Jeffrey Muller doesn’t look like a hardened criminal. Still, he didn’t get all those eye and face injuries mowing the lawn. Before you decide whether or not this particular American should be able to exercise his Second Amendment right to keep and bear arms, you’ll probably want to know how Mr. Muller came to be bruised and battered. blog.nj.com’s been following this case for a while. Here’s the inside dope . . .
This is the astoundingly unlucky pet store owner from Sussex County, who authorities said happened to have the exact same name as the intended target of five thugs from Missouri. They had believed him to be a different Jeffrey Muller, a New York power broker who had swindled them out of $500,000, so they grabbed the wrong man in an abduction last year.
Muller, owner of J&G Pet Foods in Newton, was assaulted, zapped with a stun gun and kidnapped. Blindfolded in a sock hat, he was driven all the way from New Jersey to Lake Ozark, Mo. under death threats, until he finally managed to escape.
For the sake of argument, let’s take Mr. Muller’s story at face value. This happened in January 2010. Subsequent to the kidnapping, the New Jersey businessman feared for his life, thinking that avenging members of the perps’ families might return to intimidate him. Or worse. So Muller applied for a New Jersey license to carry a concealed weapon.
You know what happened next. He was turned down. So Muller took the Garden State to court. Last week, more than a year after his application, a New Jersey Superior Court judge in Morristown threw out the case, ruling in favor of State Attorney General Paula T. Dow.

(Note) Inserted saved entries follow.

mod helper_constants;
mod helper_functions;
pub mod categories;
pub mod metadata;
pub mod results;
pub mod numberanalyzer;

pub use categories::{Category, CategoryTag};
pub use metadata::{CategoryPatterns, MetadataStore, NumberFormat, RegionMetadata};
pub use numberanalyzer::NumberAnalyzer;
pub use results::{AnalysisEntry, AnalysisResult, RegionProfile};
// Copyright (C) 2009 The Libphonenumber Authors
// Copyright (C) 2025 Kashin Vladislav (Rust adaptation author)
//
// Licensed under the Apache License, Version 2.0 (the "License");
// you may not use this file except in compliance with the License.
// You may obtain a copy of the License at
//
// http://www.apache.org/licenses/LICENSE-2.0
//
// Unless required by applicable law or agreed to in writing, software
// distributed under the License is distributed on an "AS IS" BASIS,
// WITHOUT WARRANTIES OR CONDITIONS OF ANY KIND, either express or implied.
// See the License for the specific language governing permissions and
// limitations under the License.

use std::collections::HashMap;

use log::warn;

use super::categories::CategoryTag;
use super::helper_constants::{PASSTHROUGH_FORMAT_PATTERN, PASSTHROUGH_FORMAT_TEMPLATE};
use super::results::RegionProfile;

/// The pattern pair describing one category of a numbering plan.
///
/// `possible` is a loose shape/length check; `valid` confirms the number
/// belongs to an assigned, dialable range. Either source may be empty,
/// in which case it never matches (a missing `possible` pattern falls
/// back to `valid` at match time).
#[derive(Debug, Clone, PartialEq, Eq)]
pub struct CategoryPatterns {
    possible: String,
    valid: String,
}

impl CategoryPatterns {
    pub fn new(possible: impl Into<String>, valid: impl Into<String>) -> Self {
        Self {
            possible: possible.into(),
            valid: valid.into(),
        }
    }

    /// Pattern pair for categories whose possible ranges equal their
    /// assigned ranges.
    pub fn valid_only(valid: impl Into<String>) -> Self {
        Self {
            possible: String::new(),
            valid: valid.into(),
        }
    }

    pub fn possible(&self) -> &str {
        &self.possible
    }

    pub fn valid(&self) -> &str {
        &self.valid
    }
}

/// One display formatting rule of a region.
///
/// `leading_digits_pattern` restricts the rule to numbers whose national
/// part starts with the given prefix pattern; `pattern` must consume the
/// national number in full for the rule to apply; `format` is the
/// replacement template (`$1 $2 ...`).
#[derive(Debug, Clone, PartialEq, Eq)]
pub struct NumberFormat {
    leading_digits_pattern: Option<String>,
    pattern: String,
    format: String,
}

impl NumberFormat {
    pub fn new(pattern: impl Into<String>, format: impl Into<String>) -> Self {
        Self {
            leading_digits_pattern: None,
            pattern: pattern.into(),
            format: format.into(),
        }
    }

    pub fn with_leading_digits(mut self, pattern: impl Into<String>) -> Self {
        self.leading_digits_pattern = Some(pattern.into());
        self
    }

    /// The rule applied when a region's format list is empty or no rule
    /// matches: the national number is rendered unchanged.
    pub fn passthrough() -> Self {
        Self::new(PASSTHROUGH_FORMAT_PATTERN, PASSTHROUGH_FORMAT_TEMPLATE)
    }

    pub fn leading_digits_pattern(&self) -> Option<&str> {
        self.leading_digits_pattern.as_deref()
    }

    pub fn pattern(&self) -> &str {
        &self.pattern
    }

    pub fn format(&self) -> &str {
        &self.format
    }
}

/// The numbering-plan rules of one region.
///
/// Instances are built once by whatever loads the plan data, handed to a
/// [`MetadataStore`](crate::MetadataStore) and never mutated afterwards.
#[derive(Debug, Clone, PartialEq)]
pub struct RegionMetadata {
    id: String,
    country_code: i32,
    country_code_digits: String,
    international_prefix: String,
    national_prefix: String,
    allows_double_prefix: bool,
    category_patterns: HashMap<CategoryTag, CategoryPatterns>,
    number_formats: Vec<NumberFormat>,
}

impl RegionMetadata {
    pub fn new(id: impl Into<String>, country_code: i32) -> Self {
        let mut buf = itoa::Buffer::new();
        let country_code_digits = buf.format(country_code).to_owned();
        Self {
            id: id.into().to_ascii_uppercase(),
            country_code,
            country_code_digits,
            international_prefix: String::new(),
            national_prefix: String::new(),
            allows_double_prefix: false,
            category_patterns: HashMap::new(),
            number_formats: Vec::new(),
        }
    }

    /// Pattern recognizing the region's international dialing prefix at
    /// the start of an input (e.g. `(?:00|\+)`).
    pub fn with_international_prefix(mut self, pattern: impl Into<String>) -> Self {
        self.international_prefix = pattern.into();
        self
    }

    pub fn with_national_prefix(mut self, digits: impl Into<String>) -> Self {
        self.national_prefix = digits.into();
        self
    }

    /// Marks the region as accepting numbers written with or without an
    /// extra national-prefix token between the calling code and the
    /// subscriber digits.
    pub fn with_double_prefix(mut self) -> Self {
        self.allows_double_prefix = true;
        self
    }

    pub fn with_category(
        mut self,
        tag: impl Into<CategoryTag>,
        patterns: CategoryPatterns,
    ) -> Self {
        self.category_patterns.insert(tag.into(), patterns);
        self
    }

    pub fn with_format(mut self, format: NumberFormat) -> Self {
        self.number_formats.push(format);
        self
    }

    pub fn id(&self) -> &str {
        &self.id
    }

    pub fn country_code(&self) -> i32 {
        self.country_code
    }

    /// The calling code as the digit string it contributes to canonical
    /// numbers.
    pub fn country_code_digits(&self) -> &str {
        &self.country_code_digits
    }

    pub fn international_prefix(&self) -> &str {
        &self.international_prefix
    }

    pub fn national_prefix(&self) -> &str {
        &self.national_prefix
    }

    pub fn allows_double_prefix(&self) -> bool {
        self.allows_double_prefix
    }

    pub fn category_patterns(&self) -> &HashMap<CategoryTag, CategoryPatterns> {
        &self.category_patterns
    }

    pub fn number_formats(&self) -> &[NumberFormat] {
        &self.number_formats
    }

    /// The region data echoed in analysis entries: everything except the
    /// pattern table and the format list, which are consumed during
    /// matching rather than reported.
    pub fn profile(&self) -> RegionProfile {
        RegionProfile::new(
            self.id.clone(),
            self.country_code,
            self.international_prefix.clone(),
            self.national_prefix.clone(),
            self.allows_double_prefix,
        )
    }
}

/// Immutable mapping from region identifier to that region's plan rules.
///
/// Detection passes iterate regions in the order they were supplied, so a
/// store built from stable input yields deterministic aggregates. Lookups
/// are case-insensitive.
#[derive(Debug, Default)]
pub struct MetadataStore {
    regions: Vec<RegionMetadata>,
    region_index_by_id: HashMap<String, usize>,
}

impl MetadataStore {
    pub fn new() -> Self {
        Self::default()
    }

    pub fn from_regions(regions: impl IntoIterator<Item = RegionMetadata>) -> Self {
        let mut store = Self::new();
        for metadata in regions {
            if let Some(&index) = store.region_index_by_id.get(metadata.id()) {
                warn!("Duplicate metadata for region {}, keeping the later entry", metadata.id());
                store.regions[index] = metadata;
                continue;
            }
            store
                .region_index_by_id
                .insert(metadata.id().to_owned(), store.regions.len());
            store.regions.push(metadata);
        }
        store
    }

    pub fn lookup(&self, region_code: &str) -> Option<&RegionMetadata> {
        self.region_index_by_id
            .get(&region_code.to_ascii_uppercase())
            .map(|&index| &self.regions[index])
    }

    pub fn iter(&self) -> impl Iterator<Item = &RegionMetadata> {
        self.regions.iter()
    }

    pub fn len(&self) -> usize {
        self.regions.len()
    }

    pub fn is_empty(&self) -> bool {
        self.regions.is_empty()
    }
}
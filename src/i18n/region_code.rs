pub struct RegionCode {
}

impl RegionCode {
    /// Returns a region code string representing the "unknown" region.
    /// Passing it as the default region of an analyzer disables the
    /// default-region attempt for hint-less calls.
    pub fn get_unknown() -> &'static str {
        return Self::zz();
    }

    pub fn zz() -> &'static str {
        return "ZZ";
    }
}
// Copyright (C) 2009 The Libphonenumber Authors
// Copyright (C) 2025 Kashin Vladislav (Rust adaptation author)
//
// Licensed under the Apache License, Version 2.0 (the "License");
// you may not use this file except in compliance with the License.
// You may obtain a copy of the License at
//
// http://www.apache.org/licenses/LICENSE-2.0
//
// Unless required by applicable law or agreed to in writing, software
// distributed under the License is distributed on an "AS IS" BASIS,
// WITHOUT WARRANTIES OR CONDITIONS OF ANY KIND, either express or implied.
// See the License for the specific language governing permissions and
// limitations under the License.

use std::collections::HashSet;

use log::{trace, warn};
use strum::IntoEnumIterator;

use crate::{
    interfaces::MatcherApi,
    macros::ok_or_log_return,
    numberanalyzer::{
        categories::{Category, CategoryTag},
        helper_constants::PLUS_SIGN,
        helper_functions::{category_patterns_for_tag, collapse_fixed_or_mobile, leading_prefix_len},
        metadata::{MetadataStore, NumberFormat, RegionMetadata},
        results::{AnalysisEntry, AnalysisResult},
    },
    regex_based_matcher::RegexBasedMatcher,
    regex_util::{RegexConsume, RegexFullMatch},
    regexp_cache::{InvalidRegexError, RegexCache},
    string_util,
};

/// Resolves raw digit strings against a store of per-region numbering
/// plans.
///
/// One analyzer instance wraps an immutable [`MetadataStore`] and answers
/// [`NumberAnalyzer::analyze`] calls without mutating shared state, so it
/// can be used from any number of threads at once.
pub struct NumberAnalyzer {
    /// An API for category pattern checking.
    matcher_api: Box<dyn MatcherApi + Send + Sync>,

    /// Compiled programs for the normalization and format-selection
    /// patterns, which need capture groups and are therefore evaluated
    /// outside the matcher API.
    regexp_cache: RegexCache,

    /// The externally built, read-only plan database.
    store: MetadataStore,

    /// Region consulted for hint-less calls. Set to an id the store does
    /// not know (conventionally `i18n::RegionCode::zz()`) to disable the
    /// default-region attempt.
    default_region: String,
}
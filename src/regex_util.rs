// Copyright (C) 2009 The Libphonenumber Authors
// Copyright (C) 2025 Kashin Vladislav (Rust adaptation author)
//
// Licensed under the Apache License, Version 2.0 (the "License");
// you may not use this file except in compliance with the License.
// You may obtain a copy of the License at
//
// http://www.apache.org/licenses/LICENSE-2.0
//
// Unless required by applicable law or agreed to in writing, software
// distributed under the License is distributed on an "AS IS" BASIS,
// WITHOUT WARRANTIES OR CONDITIONS OF ANY KIND, either express or implied.
// See the License for the specific language governing permissions and
// limitations under the License.

use regex::{Captures, Match, Regex};

pub trait RegexFullMatch {
    /// Returns whether the pattern consumes the string in full.
    fn full_match(&self, s: &str) -> bool;

    /// Like [`RegexFullMatch::full_match`], but hands back the capture
    /// groups of the whole-string match.
    fn captures_full<'a>(&self, s: &'a str) -> Option<Captures<'a>>;
}

pub trait RegexConsume {
    fn matches_start(&self, s: &str) -> bool {
        self.find_start(s).is_some()
    }

    fn find_start<'a>(&self, s: &'a str) -> Option<Match<'a>>;
}

impl RegexFullMatch for Regex {
    fn full_match(&self, s: &str) -> bool {
        let found = self.find(s);
        if let Some(matched) = found {
            return matched.start() == 0 && matched.end() == s.len();
        }
        false
    }

    fn captures_full<'a>(&self, s: &'a str) -> Option<Captures<'a>> {
        let captures = self.captures(s)?;
        let full_capture = captures.get(0)?;
        if full_capture.start() != 0 || full_capture.end() != s.len() {
            return None;
        }

        Some(captures)
    }
}

impl RegexConsume for Regex {
    fn find_start<'a>(&self, s: &'a str) -> Option<Match<'a>> {
        let found = self.find(s)?;
        if found.start() != 0 {
            return None;
        }
        Some(found)
    }
}
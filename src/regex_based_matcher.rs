// Copyright (C) 2009 The Libphonenumber Authors
// Copyright (C) 2025 Kashin Vladislav (Rust adaptation author)
//
// Licensed under the Apache License, Version 2.0 (the "License");
// you may not use this file except in compliance with the License.
// You may obtain a copy of the License at
//
// http://www.apache.org/licenses/LICENSE-2.0
//
// Unless required by applicable law or agreed to in writing, software
// distributed under the License is distributed on an "AS IS" BASIS,
// WITHOUT WARRANTIES OR CONDITIONS OF ANY KIND, either express or implied.
// See the License for the specific language governing permissions and
// limitations under the License.

use log::error;

use super::regex_util::{RegexConsume, RegexFullMatch};

use crate::{
    interfaces,
    regexp_cache::{InvalidRegexError, RegexCache},
};

pub struct RegexBasedMatcher {
    cache: RegexCache,
}

impl RegexBasedMatcher {
    pub fn new() -> Self {
        Self { cache: RegexCache::with_capacity(128) }
    }

    fn match_number(
        &self,
        number: &str,
        pattern: &str,
        allow_prefix_match: bool,
    ) -> Result<bool, InvalidRegexError> {
        let regexp = self.cache.get_regex(pattern)?;

        if allow_prefix_match {
            Ok(regexp.matches_start(number))
        } else {
            Ok(regexp.full_match(number))
        }
    }
}

impl interfaces::MatcherApi for RegexBasedMatcher {
    fn match_category(
        &self,
        number: &str,
        pattern: &str,
        allow_prefix_match: bool,
    ) -> bool {
        // We don't want to consider it a match when matching non-empty input
        // against an empty pattern.
        if pattern.is_empty() {
            return false;
        }
        if let Ok(res) = self.match_number(number, pattern, allow_prefix_match) {
            res
        } else {
            error!("Invalid regex! {}", pattern);
            false
        }
    }
}
pub const PLUS_SIGN: &'static str = "+";

/// Prefix digits in a general-description match are carried by at most
/// the first two capture groups (trunk prefix and/or calling code); the
/// subscriber part of a plan's pattern stays non-capturing.
pub const MAX_LEADING_PREFIX_GROUPS: usize = 2;

// Fallback format rule rendering the national number unchanged.
pub const PASSTHROUGH_FORMAT_PATTERN: &'static str = r"(\d+)";
pub const PASSTHROUGH_FORMAT_TEMPLATE: &'static str = "$1";
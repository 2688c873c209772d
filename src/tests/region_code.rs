pub struct RegionCode {}

#[allow(unused)]
impl RegionCode {
    pub fn ar() -> &'static str {
        "AR"
    }

    pub fn ca() -> &'static str {
        "CA"
    }

    pub fn fr() -> &'static str {
        "FR"
    }

    pub fn gb() -> &'static str {
        "GB"
    }

    pub fn sg() -> &'static str {
        "SG"
    }

    pub fn us() -> &'static str {
        "US"
    }
}
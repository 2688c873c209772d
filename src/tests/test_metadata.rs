//! In-memory plan fixtures for the test suite.
//!
//! The patterns follow the same conventions as production plan data:
//! trunk and country prefixes are captured by up to two leading groups of
//! the general description, the subscriber part stays non-capturing, and
//! per-category patterns describe the national number only.

use crate::{Category, CategoryPatterns, MetadataStore, NumberFormat, RegionMetadata};

pub fn test_store() -> MetadataStore {
    MetadataStore::from_regions([us(), ca(), gb(), ar(), sg()])
}

fn us() -> RegionMetadata {
    RegionMetadata::new("US", 1)
        .with_international_prefix(r"(?:011|\+)")
        .with_national_prefix("1")
        .with_category(
            Category::General,
            CategoryPatterns::new(
                r"(011)?(1)?(?:(?:201|202|650|800)\d{7})",
                r"(011)?(1)?(?:(?:201|202|650|800)[2-9]\d{6})",
            ),
        )
        .with_category(
            Category::FixedLine,
            CategoryPatterns::valid_only(r"(?:201|202|650)[2-9]\d{6}"),
        )
        .with_category(
            Category::Mobile,
            CategoryPatterns::valid_only(r"(?:201|202|650)[2-9]\d{6}"),
        )
        .with_category(
            Category::TollFree,
            CategoryPatterns::new(r"800\d{7}", r"800[2-9]\d{6}"),
        )
        .with_format(NumberFormat::new(r"(\d{3})(\d{3})(\d{4})", "($1) $2-$3"))
}

fn ca() -> RegionMetadata {
    RegionMetadata::new("CA", 1)
        .with_international_prefix(r"(?:011|\+)")
        .with_national_prefix("1")
        .with_category(
            Category::General,
            CategoryPatterns::new(
                r"(011)?(1)?(?:(?:204|604|800)\d{7})",
                r"(011)?(1)?(?:(?:204|604|800)[2-9]\d{6})",
            ),
        )
        .with_category(
            Category::FixedLine,
            CategoryPatterns::valid_only(r"(?:204|604)[2-9]\d{6}"),
        )
        .with_category(
            Category::Mobile,
            CategoryPatterns::valid_only(r"(?:204|604)[2-9]\d{6}"),
        )
        .with_category(
            Category::TollFree,
            CategoryPatterns::new(r"800\d{7}", r"800[2-9]\d{6}"),
        )
        .with_format(NumberFormat::new(r"(\d{3})(\d{3})(\d{4})", "$1-$2-$3"))
}

fn gb() -> RegionMetadata {
    RegionMetadata::new("GB", 44)
        .with_international_prefix(r"(?:00|\+)")
        .with_national_prefix("0")
        .with_category(
            Category::General,
            CategoryPatterns::new(r"(0|44)?(?:\d{9,10})", r"(0|44)?(?:[1-9]\d{8,9})"),
        )
        .with_category(Category::FixedLine, CategoryPatterns::valid_only(r"[12]\d{9}"))
        .with_category(Category::Mobile, CategoryPatterns::valid_only(r"7[1-9]\d{8}"))
        .with_category(
            Category::TollFree,
            CategoryPatterns::new(r"80\d{8}", r"808\d{7}"),
        )
        .with_format(
            NumberFormat::new(r"(\d{2})(\d{4})(\d{4})", "$1 $2 $3").with_leading_digits("[12]"),
        )
        .with_format(NumberFormat::new(r"(\d{4})(\d{6})", "$1 $2").with_leading_digits("7"))
}

/// Mobile numbers carry a "9" token between the calling code and the
/// subscriber digits; inputs written without it are accepted through the
/// double-prefix retry.
fn ar() -> RegionMetadata {
    RegionMetadata::new("AR", 54)
        .with_international_prefix(r"(?:00|\+)")
        .with_national_prefix("9")
        .with_double_prefix()
        .with_category(
            Category::General,
            CategoryPatterns::new(r"(54)?(?:9?11\d{8})", r"(54)?(?:911[2-9]\d{7})"),
        )
        .with_category(Category::Mobile, CategoryPatterns::valid_only(r"911[2-9]\d{7}"))
}

/// A plan that cannot split fixed-line from mobile at all and only
/// publishes the combined category.
fn sg() -> RegionMetadata {
    RegionMetadata::new("SG", 65)
        .with_international_prefix(r"(?:00|\+)")
        .with_category(
            Category::General,
            CategoryPatterns::new(r"(?:\d{8})", r"(?:[3689]\d{7})"),
        )
        .with_category(
            Category::FixedLineOrMobile,
            CategoryPatterns::valid_only(r"[3689]\d{7}"),
        )
        .with_format(NumberFormat::new(r"(\d{4})(\d{4})", "$1 $2"))
}
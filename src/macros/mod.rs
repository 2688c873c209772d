// log::error

/// Unwraps a `Result`, logging the error and returning the given
/// fallback value from the enclosing function.
///
/// Patterns reaching this point come out of region metadata, which is
/// validated when the plans are authored, so a failure here is a data
/// bug rather than a caller error and must not take the call down.
macro_rules! ok_or_log_return {
    ($result:expr, $fallback:expr) => {{
        match $result {
            Ok(value) => value,
            Err(err) => {
                log::error!("Invalid pattern in region metadata: {}", err);
                return $fallback;
            }
        }
    }};
}

pub(crate) use ok_or_log_return;
//! Linux platform implementation.
//!
//! ## Feature Flags
//!
//! - `x11` (default): inject events through the XTest extension. Requires a
//!   running X server (or XWayland) reachable through `$DISPLAY`.
//!
//! Without any backend feature, creating the native backend fails with
//! [`Error::UnsupportedOnPlatform`](crate::Error::UnsupportedOnPlatform).

#[cfg(feature = "x11")]
mod keycodes;

#[cfg(feature = "x11")]
mod x11;

#[cfg(feature = "x11")]
pub use x11::*;

// If no backend feature is enabled, provide a backend that cannot be created
#[cfg(not(feature = "x11"))]
mod stub {
    use crate::backend::Backend;
    use crate::error::{Error, Result};
    use crate::event::{Button, Coordinate, WheelEvent};
    use crate::keycode::Key;
    use std::convert::Infallible;

    /// Placeholder backend; [`UnavailableBackend::new`] always fails, so no
    /// value of this type ever exists.
    pub struct UnavailableBackend(Infallible);

    impl UnavailableBackend {
        pub fn new() -> Result<Self> {
            Err(Error::UnsupportedOnPlatform(
                "No Linux backend enabled. Enable the 'x11' feature.".into(),
            ))
        }
    }

    impl Backend for UnavailableBackend {
        fn name(&self) -> &'static str {
            match self.0 {}
        }

        fn press_key(&mut self, _key: Key) -> Result<()> {
            match self.0 {}
        }

        fn release_key(&mut self, _key: Key) -> Result<()> {
            match self.0 {}
        }

        fn press_button(&mut self, _button: Button) -> Result<()> {
            match self.0 {}
        }

        fn release_button(&mut self, _button: Button) -> Result<()> {
            match self.0 {}
        }

        fn move_mouse(&mut self, _to: Coordinate) -> Result<()> {
            match self.0 {}
        }

        fn scroll_wheel(&mut self, _wheel: WheelEvent) -> Result<()> {
            match self.0 {}
        }
    }

    /// The backend used by default on Linux.
    pub type NativeBackend = UnavailableBackend;
}

#[cfg(not(feature = "x11"))]
pub use stub::*;
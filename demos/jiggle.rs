//! Mouse jiggler example.
//!
//! Nudges the pointer back and forth every few seconds until Ctrl+C.
//!
//! Run with: cargo run --example jiggle -- [x] [y]

use std::sync::Arc;
use std::sync::atomic::{AtomicBool, Ordering};
use std::thread::sleep;
use std::time::Duration;
use uiosim::EventSimulator;

const STEP: i16 = 8;
const INTERVAL: Duration = Duration::from_secs(5);

fn main() {
    let mut args = std::env::args().skip(1).map(|a| a.parse::<i16>());
    let x = args.next().and_then(|a| a.ok()).unwrap_or(400);
    let y = args.next().and_then(|a| a.ok()).unwrap_or(300);

    let simulator = match EventSimulator::new() {
        Ok(simulator) => simulator,
        Err(e) => {
            eprintln!("Failed to create simulator: {e}");
            std::process::exit(1);
        }
    };

    let running = Arc::new(AtomicBool::new(true));
    let r = running.clone();
    ctrlc::set_handler(move || {
        r.store(false, Ordering::SeqCst);
    })
    .expect("Error setting Ctrl-C handler");

    println!("Jiggling around ({x}, {y}). Press Ctrl+C to stop.");

    let mut offset = STEP;
    while running.load(Ordering::SeqCst) {
        if let Err(e) = simulator.simulate_mouse_movement(x.saturating_add(offset), y) {
            eprintln!("Move failed: {e}");
            break;
        }
        offset = -offset;

        // Sleep in short slices so Ctrl+C is noticed promptly.
        let mut waited = Duration::ZERO;
        while waited < INTERVAL && running.load(Ordering::SeqCst) {
            sleep(Duration::from_millis(100));
            waited += Duration::from_millis(100);
        }
    }

    simulator.shutdown();
    println!("Stopped.");
}
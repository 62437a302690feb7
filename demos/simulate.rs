//! Event simulation example.
//!
//! Run with: cargo run --example simulate
//!
//! WARNING: This will actually move your mouse and type keys!

use uiosim::{Button, EventSimulator, Key, ResultCode};
use std::thread::sleep;
use std::time::Duration;

fn report(step: &str, result: uiosim::Result<()>) {
    let code = ResultCode::from(&result);
    match result {
        Ok(()) => println!("   {step}: done"),
        Err(e) => eprintln!("   {step}: {code} ({e})"),
    }
    sleep(Duration::from_millis(300));
}

fn main() {
    println!("uiosim simulation example");
    println!("=========================\n");
    println!("WARNING: This will move your mouse and simulate key presses!\n");

    let simulator = match EventSimulator::new() {
        Ok(simulator) => simulator,
        Err(e) => {
            eprintln!("Failed to create simulator: {e}");
            std::process::exit(1);
        }
    };

    println!("Starting in 3 seconds... (Press Ctrl+C to cancel)\n");
    sleep(Duration::from_secs(3));

    println!("1. Moving mouse");
    report("move to (100, 100)", simulator.simulate_mouse_movement(100, 100));
    report("move to (200, 200)", simulator.simulate_mouse_movement(200, 200));

    println!("2. Left click");
    report("press left", simulator.simulate_mouse_press(Button::Left));
    report("release left", simulator.simulate_mouse_release(Button::Left));

    println!("3. Typing 'A' with shift held");
    report("press shift", simulator.simulate_key_press(Key::ShiftLeft));
    report("press A", simulator.simulate_key_press(Key::KeyA));
    report("release A", simulator.simulate_key_release(Key::KeyA));
    report("release shift", simulator.simulate_key_release(Key::ShiftLeft));

    println!("4. Scrolling");
    report("3 steps up", simulator.simulate_mouse_wheel(200, 200, 3, 1));
    report("3 steps down", simulator.simulate_mouse_wheel(200, 200, 3, -1));

    println!("5. Raw codes and rejected input");
    // 0x001E is the raw code for A.
    report("press raw 0x001E", simulator.simulate_key_press(0x001Eu16));
    report("release raw 0x001E", simulator.simulate_key_release(0x001Eu16));
    report("press button 6", simulator.simulate_mouse_press(6u8));

    println!("\nDone!");
}
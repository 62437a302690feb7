//! Platform-specific backends.
//!
//! Each platform module exports `NativeBackend`, the backend the simulator
//! uses by default on that OS.

#[cfg(target_os = "macos")]
mod macos;
#[cfg(target_os = "macos")]
pub use macos::*;

#[cfg(target_os = "windows")]
mod windows;
#[cfg(target_os = "windows")]
pub use windows::*;

#[cfg(target_os = "linux")]
mod linux;
#[cfg(target_os = "linux")]
pub use linux::*;

// Ensure at least one platform is supported
#[cfg(not(any(target_os = "macos", target_os = "windows", target_os = "linux")))]
compile_error!("uiosim only supports macOS, Windows, and Linux");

Click here to read Dow’s brief. According to New Jersey’s AG, Mr. Muller failed to prove a “justifiable need” for a concealed carry permit. In terms of defending that provision of New Jersey law, Dow asserted the primacy of the state’s right to “ensure the safety of all of its citizens” against Mr. Muller’s “alleged right” to self-defense outside the home.
Aye, there’s the rub. As much as I hate to say it, Dow’s right about one thing: neither the Heller nor the McDonald Supreme Court rulings (striking down urban gun bans for home defense) specifically extended the right to bear arms beyond the home. It gets worse . . .
As TTAG wrote at the time, thanks to the Court’s nod to “reasonable restrictions,” the states can defend their anti-gun legislation by defining “reasonable” however they see fit. Gun bans? Out. Everything else? In. Dow drove through this loophole like an 18-wheeler from hell.
. . . the Court’s specific recognition in Heller that the right protected by the Second Amendment is limited and is subject to reasonable regulation, including measures for combating the problem of handgun violence.
Until the courts set a standard for “reasonable regulations,” or the legislatures within anti-gun states sort that shit out, these states will continue to deny, preclude and generally frustrate their denizens’ desire to bear arms. More to the point, law-abiding citizens like Mr. Muller will be left defenseless to satisfy some misguided idea of “public safety.”
And this is why I will never live in certain states. This is why I love Georgia. It ain’t perfect, but I can CC or OC in 98% of anywhere I want to go. The obvious restrictions are like government buildings and such.
Living in Missouri, home to the meth-heads that apparently victimized the unfortunate Mr. Muller, I sympathize with him. This is ultimately a political problem, though. If people in states such as New Jersey want to change the way their elected representatives interpret gun laws, they’ll need to elect different governors, representatives and attorneys general. Until then, they’ll live in increasingly isolated “gun free” ghettos where only criminals are free to keep and bear arms outside the home.
Courts exist to resolve disputes. The disputes in Heller and McDonald involved functional guns in the home and nothing more. The Supreme Court ruled that you and I and Heller and McDonald each have a right to keep and bear arms in our homes, and that this is an individual right independent of any membership in the militia. The Court went no further.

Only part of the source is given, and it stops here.